TO DO: Count the lines in the records below that contain the word "offset", and reply with only that number.

Dataset items:
__________________________________________________

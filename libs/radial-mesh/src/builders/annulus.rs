//! Ring sector: both boundaries sweep the same arc.

use super::quad_strip;
use crate::mesh::RadialMesh;
use crate::params::ShapeParameters;
use crate::rotation::{forward, yaw, RotationStep};

/// Builds a ring sector subdivided into `segments` quads.
///
/// Both start vertices share one offset of `-inner_arc / 2`, so the ring
/// is symmetric about the forward axis.
pub fn build_annulus(params: &ShapeParameters) -> RadialMesh {
    let offset = yaw(-0.5 * params.inner_arc as f64);

    quad_strip(
        offset * forward(params.inner_radius),
        offset * forward(params.outer_radius),
        RotationStep::from_params(params),
        params.segments,
    )
}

__________________________________________________

EXERCISE RESULT: 4